Telltale Games returns to its unique take on the Caped Crusader.

Review by Mike Williams, .

Telltale's unique version of the Dark Knight returns in Batman: The Enemy Within, the second season of Batman: The Telltale Series. The first season focused on one moment of Batman's first year in action, with Bruce Wayne finding out his family history and Gotham giving birth to some of its rogues. The season worked because Telltale was willing to commit to certain changes and twists to the mythos, including the ultimate foe of the season.

Bros before the steady decline of our city as we know it.

Batman: The Enemy Within continues this odd path Telltale has laid out, with Batman moving into his second year as Gotham's protector. Batman is firmly the city's protector and he's got some shiny new armor to go with the role. While the first season was all about Bruce Wayne, the second focuses more on both sides of the puzzle. It's about juggling the dual life of Bruce Wayne and Batman, and how that ultimately affects the life of the man at the center of both personas.

This first episode picks up where the previous season left off. Bruce Wayne is a free man missing a piece of his ear and still struggling with the now-public legacy of the Wayne family. Faithful butler Alfred is sporting a case of post-traumatic stress disorder from his kidnapping. James Gordon is now the Commissioner, but it's not a winning season for the Gotham PD. Into the kettle, Telltale throws the volatile presence of The Riddler.

This version of The Riddler is a bit more bloodthirsty than his comic or cartoon counterparts, trapping his victims in Saw-like traps. This Riddler also predates Batman, having previously been active during the era of Thomas Wayne. The Riddler has returned to claim the city as his own again, taking it back from the Dark Knight. And with the Riddler in town, Amanda Waller enters the fray as the head of the quasi-FBI Agency.

You'll jump back and forth between Batman and Bruce Wayne as you attempt to find the Riddler. The big focus here isn't necessarily the choices you make, but how those choices leave your major relationships. This is illustrated in the post-episode rundown: in classic Telltale Games fashion, you see the choices other players made, but you also see where your choices have left Batman with key members of the cast: Alfred, Gordon, Waller, and three other characters you'll meet during your adventure.

I can't believe we're having this conversation.

One of those characters is John Doe, the man who will eventually become the Joker. Doe appeared briefly in the first season, when Wayne was trapped in Arkham Asylum. He returns here in a lengthy scene where he and Bruce Wayne interact. Doe feels a kinship with Wayne and I found it surprising how tense and somewhat awkward the situation was.
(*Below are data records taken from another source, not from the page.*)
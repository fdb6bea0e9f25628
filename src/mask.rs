//! Neighbourhood gathers driven by a mask array.
//!
//! A [`Mask`] is laid over the source array so that its cell `center` sits
//! on `anchor`. Every enabled cell then picks up the source element beneath
//! it. Cells that land outside the source are handled by a [`BorderMode`].

use tracing::{debug, warn};

use super::{Coord, MultiDimArray, Error, Result};

/// One cell of a [`Mask`].
///
/// ```
/// use multidim_array::MaskCell;
/// assert!(MaskCell::Bool(true).is_enabled());
/// assert!(MaskCell::Int(-3).is_enabled());
/// assert!(!MaskCell::Int(0).is_enabled());
/// assert!(!MaskCell::default().is_enabled());
/// ```
#[derive(Debug, Copy, Clone, Hash, PartialEq, Eq)]
pub enum MaskCell {
    Bool(bool),

    /// Enabled unless zero.
    Int(i32),
}

impl MaskCell {
    pub fn is_enabled(self) -> bool {
        match self {
            Self::Bool(b) => b,
            Self::Int(i) => i != 0,
        }
    }
}

impl Default for MaskCell {
    fn default() -> Self { Self::Bool(false) }
}

impl From<bool> for MaskCell {
    fn from(b: bool) -> Self { Self::Bool(b) }
}

impl From<i32> for MaskCell {
    fn from(i: i32) -> Self { Self::Int(i) }
}

/// A mask of rank `R`.
pub type Mask<const R: usize> = MultiDimArray<MaskCell, R>;

// ----------------------------------------------------------------------------

/// What to do with a mask cell that falls outside the source array.
#[derive(Debug, Default, Copy, Clone, Hash, PartialEq, Eq)]
pub enum BorderMode {
    /// Skip the cell.
    #[default]
    NoPadding,

    /// Wrap around: `... 2 3 | 0 1 2 3 | 0 1 ...`.
    Repeat,

    /// Mirror, repeating the edge element: `... 1 0 | 0 1 2 3 | 3 2 ...`.
    Reflect,

    /// Mirror without repeating the edge element: `... 2 1 | 0 1 2 3 | 2 1 ...`.
    Reflect101,

    /// Pad with a constant. There is no way to supply the constant, so
    /// gathers reject this mode.
    Constant,
}

impl BorderMode {
    /// Maps one component of a coordinate into `0..size`, or returns `None`
    /// if the cell should be skipped.
    ///
    /// ```
    /// use multidim_array::BorderMode::*;
    /// assert_eq!(NoPadding.resolve(2, 4), Some(2));
    /// assert_eq!(NoPadding.resolve(4, 4), None);
    /// assert_eq!(Repeat.resolve(-1, 4), Some(3));
    /// assert_eq!(Repeat.resolve(9, 4), Some(1));
    /// assert_eq!(Reflect.resolve(-2, 4), Some(1));
    /// assert_eq!(Reflect.resolve(5, 4), Some(2));
    /// assert_eq!(Reflect101.resolve(-1, 4), Some(1));
    /// assert_eq!(Reflect101.resolve(4, 4), Some(2));
    /// ```
    pub fn resolve(self, coord: isize, size: usize) -> Option<isize> {
        let n = size as isize;
        if (0..n).contains(&coord) { return Some(coord); }
        if n == 0 { return None; }
        match self {
            Self::NoPadding | Self::Constant => None,
            Self::Repeat => Some(coord.rem_euclid(n)),
            Self::Reflect => {
                let c = if coord < 0 { -coord - 1 } else { coord };
                let period = 2 * n;
                let c = c % period;
                Some(if c >= n { period - c - 1 } else { c })
            },
            Self::Reflect101 => {
                // A single element is its own mirror image.
                if n == 1 { return Some(0); }
                let c = if coord < 0 { -coord } else { coord };
                let period = 2 * n - 2;
                let c = c % period;
                Some(if c >= n { period - c } else { c })
            },
        }
    }
}

// ----------------------------------------------------------------------------

/// Options for [`MultiDimArray::gather_by_mask_with()`].
#[derive(Debug, Copy, Clone, PartialEq, Eq)]
pub struct GatherOptions<const R: usize> {
    /// The mask cell that is placed on the anchor.
    pub center: Coord<R>,

    pub border: BorderMode,
}

impl<const R: usize> GatherOptions<R> {
    pub fn with_center(mut self, center: Coord<R>) -> Self {
        self.center = center;
        self
    }

    pub fn with_border(mut self, border: BorderMode) -> Self {
        self.border = border;
        self
    }
}

impl<const R: usize> Default for GatherOptions<R> {
    fn default() -> Self { Self {center: [0; R], border: BorderMode::default()} }
}

// ----------------------------------------------------------------------------

impl<T: Clone, const R: usize> MultiDimArray<T, R> {
    /// Gathers with the mask's origin on `anchor` and no padding.
    ///
    /// ```
    /// use multidim_array::{nested, Extent, Mask, MaskCell, MultiDimArray, Order};
    /// let a = MultiDimArray::from_fn([3, 3], Order::row_major(), |[i, j]| 10 * i + j);
    /// let mask = Mask::from_nested(Extent::dynamic(), nested!([[1, 0], [1, 1]]).map(MaskCell::from))?;
    /// assert_eq!(a.gather_by_mask(&mask, [1, 1])?, [11, 21, 22]);
    /// assert_eq!(a.gather_by_mask(&mask, [2, 2])?, [22]);
    /// # Ok::<(), multidim_array::Error>(())
    /// ```
    pub fn gather_by_mask(&self, mask: &Mask<R>, anchor: Coord<R>) -> Result<Vec<T>> {
        self.gather_by_mask_with(mask, anchor, GatherOptions::default())
    }

    /// Returns one element for each enabled cell of `mask`, in the
    /// coordinate order of `mask`.
    ///
    /// Mask cell `m` reads the element at `anchor + m - options.center`.
    /// Components outside the array are mapped by `options.border`; if that
    /// gives `None` the cell contributes nothing. An array with no elements
    /// gives an empty result.
    ///
    /// Fails if either array is unresolved, or if `options.border` is
    /// [`BorderMode::Constant`].
    ///
    /// ```
    /// use multidim_array::{nested, BorderMode, Extent, GatherOptions, Mask, MaskCell, MultiDimArray, Order};
    /// let a = MultiDimArray::from_fn([4], Order::row_major(), |[i]| i);
    /// let mask = Mask::from_nested(Extent::dynamic(), nested!([1, 1, 1]).map(MaskCell::from))?;
    /// let options = GatherOptions::default().with_center([1]).with_border(BorderMode::Repeat);
    /// assert_eq!(a.gather_by_mask_with(&mask, [0], options)?, [3, 0, 1]);
    /// # Ok::<(), multidim_array::Error>(())
    /// ```
    pub fn gather_by_mask_with(
        &self,
        mask: &Mask<R>,
        anchor: Coord<R>,
        options: GatherOptions<R>,
    ) -> Result<Vec<T>> {
        let GatherOptions {center, border} = options;
        if border == BorderMode::Constant {
            warn!(mode = ?border, "unsupported border mode");
            return Err(Error::UnsupportedBorderMode {mode: border});
        }
        let layout = *self.resolved_layout()?;
        let mut gathered = Vec::new();
        if layout.is_empty() {
            debug!(sizes = ?layout.sizes(), "gathered nothing from an empty array");
            return Ok(gathered);
        }
        let items = self.as_slice();
        mask.each_by_coord(|mask_coord, _, _, cell| {
            if !cell.is_enabled() { return; }
            let mut source = [0; R];
            for d in 0..R {
                match border.resolve(anchor[d] + mask_coord[d] - center[d], layout.sizes()[d]) {
                    Some(c) => { source[d] = c; },
                    None => return,
                }
            }
            gathered.push(items[layout.to_usize(&source)].clone());
        })?;
        debug!(?anchor, ?center, ?border, count = gathered.len(), "gathered by mask");
        Ok(gathered)
    }
}

// ----------------------------------------------------------------------------
//! Mapping between coordinates and flat storage offsets.
//!
//! Every other part of the crate goes through the functions in this module
//! to convert a [`Coord`] into an offset into the storage buffer and back.
//! The mapping is controlled by a per-dimension size and an [`Order`], which
//! says which dimension varies fastest in memory.

use super::{Error, Result};

/// A position in an array of rank `R`.
///
/// Components are signed so that neighbourhood arithmetic (see
/// [`MultiDimArray::gather_by_mask()`]) can step outside the array before
/// being resolved.
///
/// [`MultiDimArray::gather_by_mask()`]: super::MultiDimArray::gather_by_mask
pub type Coord<const R: usize> = [isize; R];

// ----------------------------------------------------------------------------

/// The declared size of one dimension of an array.
#[derive(Debug, Copy, Clone, Hash, PartialEq, Eq)]
pub enum Extent {
    /// Not known yet. Resolved by a resize or by a nested literal.
    Dynamic,

    /// A known number of elements.
    Fixed(usize),
}

impl Extent {
    /// `R` dynamic extents.
    pub fn dynamic<const R: usize>() -> [Self; R] { [Self::Dynamic; R] }

    /// `R` fixed extents.
    ///
    /// ```
    /// use multidim_array::Extent;
    /// assert_eq!(Extent::fixed([2, 3]), [Extent::Fixed(2), Extent::Fixed(3)]);
    /// ```
    pub fn fixed<const R: usize>(sizes: [usize; R]) -> [Self; R] { sizes.map(Self::Fixed) }

    /// The size, if known.
    pub fn size(self) -> Option<usize> {
        match self {
            Self::Dynamic => None,
            Self::Fixed(size) => Some(size),
        }
    }

    /// `true` for [`Extent::Dynamic`].
    pub fn is_dynamic(self) -> bool { self == Self::Dynamic }
}

impl From<usize> for Extent {
    fn from(size: usize) -> Self { Self::Fixed(size) }
}

/// Returns the sizes of `extents`, or an error listing the dimensions that
/// are still [`Extent::Dynamic`].
pub fn resolve<const R: usize>(extents: &[Extent; R]) -> Result<[usize; R]> {
    let dims: Vec<usize> = (0..R).filter(|&d| extents[d].is_dynamic()).collect();
    if !dims.is_empty() {
        return Err(Error::UnresolvedExtent {dims});
    }
    Ok(extents.map(|e| e.size().unwrap_or_default()))
}

// ----------------------------------------------------------------------------

/// A storage order: a permutation of `0..R`.
///
/// `order[0]` names the dimension with stride `1`, i.e. the one that is
/// contiguous in memory. `order[R-1]` names the dimension with the largest
/// stride.
#[derive(Debug, Copy, Clone, Hash, PartialEq, Eq)]
pub struct Order<const R: usize>([usize; R]);

impl<const R: usize> Order<R> {
    /// Checks that `dims` is a permutation of `0..R`.
    ///
    /// ```
    /// use multidim_array::Order;
    /// assert!(Order::new([1, 0, 2]).is_ok());
    /// assert!(Order::new([1, 1, 2]).is_err());
    /// assert!(Order::new([0, 1, 3]).is_err());
    /// ```
    pub fn new(dims: [usize; R]) -> Result<Self> {
        let mut seen = [false; R];
        for &d in &dims {
            if d >= R || seen[d] {
                return Err(Error::InvalidOrder {order: dims.to_vec()});
            }
            seen[d] = true;
        }
        Ok(Self(dims))
    }

    /// `[R-1, ..., 1, 0]`: the last dimension is contiguous, like a C array.
    /// This is the default.
    ///
    /// ```
    /// use multidim_array::Order;
    /// assert_eq!(Order::<3>::row_major().as_array(), &[2, 1, 0]);
    /// assert_eq!(Order::<3>::default(), Order::row_major());
    /// ```
    pub fn row_major() -> Self { Self(std::array::from_fn(|i| R - 1 - i)) }

    /// `[0, 1, ..., R-1]`: the first dimension is contiguous.
    pub fn column_major() -> Self { Self(std::array::from_fn(|i| i)) }

    pub fn as_array(&self) -> &[usize; R] { &self.0 }
}

impl<const R: usize> Default for Order<R> {
    fn default() -> Self { Self::row_major() }
}

impl<const R: usize> TryFrom<[usize; R]> for Order<R> {
    type Error = Error;
    fn try_from(dims: [usize; R]) -> Result<Self> { Self::new(dims) }
}

// ----------------------------------------------------------------------------

/// Computes strides such that `order[0]` has stride `1` and each following
/// dimension in `order` steps over all of the previous ones.
pub fn strides<const R: usize>(sizes: &[usize; R], order: &Order<R>) -> [usize; R] {
    let mut strides = [0; R];
    let mut stride = 1;
    for &d in order.as_array() {
        strides[d] = stride;
        stride *= sizes[d];
    }
    strides
}

/// Returns `sum(strides[d] * coord[d])`.
///
/// No bounds checking is done; use [`is_out_of_bounds()`] first if
/// necessary.
#[inline(always)]
pub fn coord_to_index<const R: usize>(coord: &Coord<R>, strides: &[usize; R]) -> usize {
    let mut index: isize = 0;
    for d in 0..R {
        index += strides[d] as isize * coord[d];
    }
    index as usize
}

/// The inverse of [`coord_to_index()`], given the `order` the `strides`
/// were computed from.
pub fn index_to_coord<const R: usize>(
    index: usize,
    strides: &[usize; R],
    order: &Order<R>,
) -> Coord<R> {
    let mut coord = [0; R];
    let mut rest = index;
    for &d in order.as_array().iter().rev() {
        // Zero strides only occur in arrays with no elements.
        if strides[d] == 0 { continue; }
        coord[d] = (rest / strides[d]) as isize;
        rest %= strides[d];
    }
    coord
}

/// Returns `true` if any component of `coord` is negative or not less than
/// the corresponding size.
#[inline(always)]
pub fn is_out_of_bounds<const R: usize>(coord: &Coord<R>, sizes: &[usize; R]) -> bool {
    (0..R).any(|d| coord[d] < 0 || coord[d] as usize >= sizes[d])
}

// ----------------------------------------------------------------------------

/// The resolved sizes, storage order and strides of an array.
#[derive(Debug, Copy, Clone, Hash, PartialEq, Eq)]
pub struct Layout<const R: usize> {
    sizes: [usize; R],
    order: Order<R>,
    strides: [usize; R],
}

impl<const R: usize> Layout<R> {
    /// Computes the strides of `sizes` under `order`.
    ///
    /// ```
    /// use multidim_array::{Layout, Order};
    /// let layout = Layout::new([2, 3], Order::row_major());
    /// assert_eq!(layout.strides(), &[3, 1]);
    /// assert_eq!(layout.to_usize(&[1, 2]), 5);
    /// assert_eq!(layout.from_usize(4), [1, 1]);
    /// ```
    pub fn new(sizes: [usize; R], order: Order<R>) -> Self {
        Self {sizes, order, strides: strides(&sizes, &order)}
    }

    /// The size of each dimension.
    pub fn sizes(&self) -> &[usize; R] { &self.sizes }

    pub fn order(&self) -> &Order<R> { &self.order }

    /// The distance in the storage buffer between neighbours in each
    /// dimension.
    pub fn strides(&self) -> &[usize; R] { &self.strides }

    /// The number of elements.
    pub fn len(&self) -> usize { self.sizes.iter().product() }

    pub fn is_empty(&self) -> bool { self.len() == 0 }

    #[inline(always)]
    pub fn to_usize(&self, coord: &Coord<R>) -> usize { coord_to_index(coord, &self.strides) }

    pub fn from_usize(&self, index: usize) -> Coord<R> {
        index_to_coord(index, &self.strides, &self.order)
    }

    #[inline(always)]
    pub fn contains(&self, coord: &Coord<R>) -> bool { !is_out_of_bounds(coord, &self.sizes) }

    /// Every coordinate in nested-loop order. See [`Odometer`].
    pub fn coords(&self) -> Odometer<R> { Odometer::new(self.sizes) }
}

// ----------------------------------------------------------------------------

/// Iterates over every coordinate less than `limits`, incrementing the last
/// dimension fastest, like nested `for` loops over dimensions `0..R`.
///
/// The order is independent of any storage order.
///
/// ```
/// use multidim_array::Odometer;
/// let coords: Vec<_> = Odometer::new([2, 3]).collect();
/// assert_eq!(coords, [[0, 0], [0, 1], [0, 2], [1, 0], [1, 1], [1, 2]]);
/// ```
#[derive(Debug, Clone)]
pub struct Odometer<const R: usize> {
    limits: [usize; R],
    next: Option<Coord<R>>,
    remaining: usize,
}

impl<const R: usize> Odometer<R> {
    pub fn new(limits: [usize; R]) -> Self {
        let remaining: usize = limits.iter().product();
        let next = if remaining == 0 { None } else { Some([0; R]) };
        Self {limits, next, remaining}
    }
}

impl<const R: usize> Iterator for Odometer<R> {
    type Item = Coord<R>;

    fn next(&mut self) -> Option<Self::Item> {
        let current = self.next.take()?;
        self.remaining -= 1;
        let mut following = current;
        for level in (0..R).rev() {
            following[level] += 1;
            if (following[level] as usize) < self.limits[level] {
                self.next = Some(following);
                break;
            }
            following[level] = 0;
        }
        Some(current)
    }

    fn size_hint(&self) -> (usize, Option<usize>) { (self.remaining, Some(self.remaining)) }
}

impl<const R: usize> ExactSizeIterator for Odometer<R> {}

// ----------------------------------------------------------------------------
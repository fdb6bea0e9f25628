use tracing::{debug, warn};

use super::{Coord, Order, MultiDimArray, Error, Result};

/// Selects part of one dimension for [`MultiDimArray::slice()`].
///
/// Usually written using the `From` conversions:
///
/// ```
/// use multidim_array::SliceSpec;
/// assert_eq!(SliceSpec::from(3), SliceSpec::Single(3));
/// assert_eq!(SliceSpec::from(2..4), SliceSpec::Range(2, 4));
/// assert_eq!(SliceSpec::from(..), SliceSpec::All);
/// ```
#[derive(Debug, Copy, Clone, Hash, PartialEq, Eq)]
pub enum SliceSpec {
    /// One index. The dimension is kept, with size `1`.
    Single(usize),

    /// The half-open range `start..end`.
    Range(usize, usize),

    /// The whole dimension.
    All,
}

impl SliceSpec {
    /// Returns the first selected index and the number of selected indices
    /// in a dimension of size `size`.
    fn bounds(self, size: usize) -> Option<(usize, usize)> {
        match self {
            Self::Single(index) if index < size => Some((index, 1)),
            Self::Range(start, end) if start <= end && end <= size => Some((start, end - start)),
            Self::All => Some((0, size)),
            _ => None,
        }
    }
}

impl From<usize> for SliceSpec {
    fn from(index: usize) -> Self { Self::Single(index) }
}

impl From<std::ops::Range<usize>> for SliceSpec {
    fn from(range: std::ops::Range<usize>) -> Self { Self::Range(range.start, range.end) }
}

impl From<std::ops::RangeFull> for SliceSpec {
    fn from(_: std::ops::RangeFull) -> Self { Self::All }
}

// ----------------------------------------------------------------------------

impl<T: Clone, const R: usize> MultiDimArray<T, R> {
    /// Copies a rectangular region into a new array.
    ///
    /// Each dimension of the result has the size selected by `spec`; a
    /// [`SliceSpec::Single`] dimension has size `1`. The element at `coord`
    /// in the result is the element at `coord + start` in `self`. The result
    /// owns its storage, has the default storage order, and its dimensions
    /// are not fixed.
    ///
    /// ```
    /// use multidim_array::{MultiDimArray, Order, SliceSpec};
    /// let a = MultiDimArray::from_fn([3, 4], Order::row_major(), |[i, j]| 10 * i + j);
    /// let s = a.slice([SliceSpec::Single(1), (1..3).into()])?;
    /// assert_eq!(s.resolved_sizes(), Some([1, 2]));
    /// assert_eq!(s.as_slice(), [11, 12]);
    /// # Ok::<(), multidim_array::Error>(())
    /// ```
    pub fn slice(&self, spec: [SliceSpec; R]) -> Result<Self> {
        let layout = *self.resolved_layout()?;
        let mut starts = [0; R];
        let mut sizes = [0; R];
        for d in 0..R {
            let size = layout.sizes()[d];
            let (start, len) = spec[d].bounds(size).ok_or_else(|| {
                warn!(dim = d, spec = ?spec[d], size, "slice does not fit the array");
                Error::InvalidSlice {dim: d, spec: spec[d], size}
            })?;
            starts[d] = start as isize;
            sizes[d] = len;
        }
        let items = self.as_slice();
        let result = Self::from_fn(sizes, Order::default(), |coord| {
            let source: Coord<R> = std::array::from_fn(|d| coord[d] + starts[d]);
            items[layout.to_usize(&source)].clone()
        });
        debug!(from = ?layout.sizes(), to = ?sizes, "sliced array");
        Ok(result)
    }
}

// ----------------------------------------------------------------------------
How hard do you go on the man who will become the Joker? Here, he's simply unhinged and a bit lost, reaching out to Wayne as a friend. I honestly didn't know quite where to go in this relationship, to the point where I made nicer choices in an effort to save the Joker. It's likely not possible, but being given the option to try is something new.

Doe's impact on this particular episode is small, but like poor Oswald Cobblepot in the first season, there are clearly seeds laid here to make him a much bigger force. In fact, I feel like Telltale might offer us a whole host of Batman villains over the course of this season, before we finally end with a fully-formed version of the Clown Prince of Crime.

On the technical side of things, Batman: The Enemy Within looks much better than I remember its predecessor did and Telltale has smoothed out some mechanics. The fights are still largely driven by quick-time events, but there are also moments during the episode where you'll have to make quick decisions; connecting clues and making choices to save yourself and others. There's also a bit more puzzle solving, though it still takes the form of linking different clues together in order to progress. I think overall the episode could've done with maybe one more puzzle solving event to build up the Riddler, as the character probably won't feature in future episodes.

If you enjoyed the first season of Batman: The Telltale Series, the first episode of The Enemy Within is a great start to this season. The inclusion of one character feels a bit forced, like widget just placed to take the spot of an outgoing character, but all in all, the relationships you have to contend with here feel believable. The pacing is entirely on point for this episode, keeping things moving from scene to scene with hardly any real missteps, and the action scenes feel very "Batman". This is still a Telltale game and there hasn't been as many changes as some fans might like, but it works for the most part.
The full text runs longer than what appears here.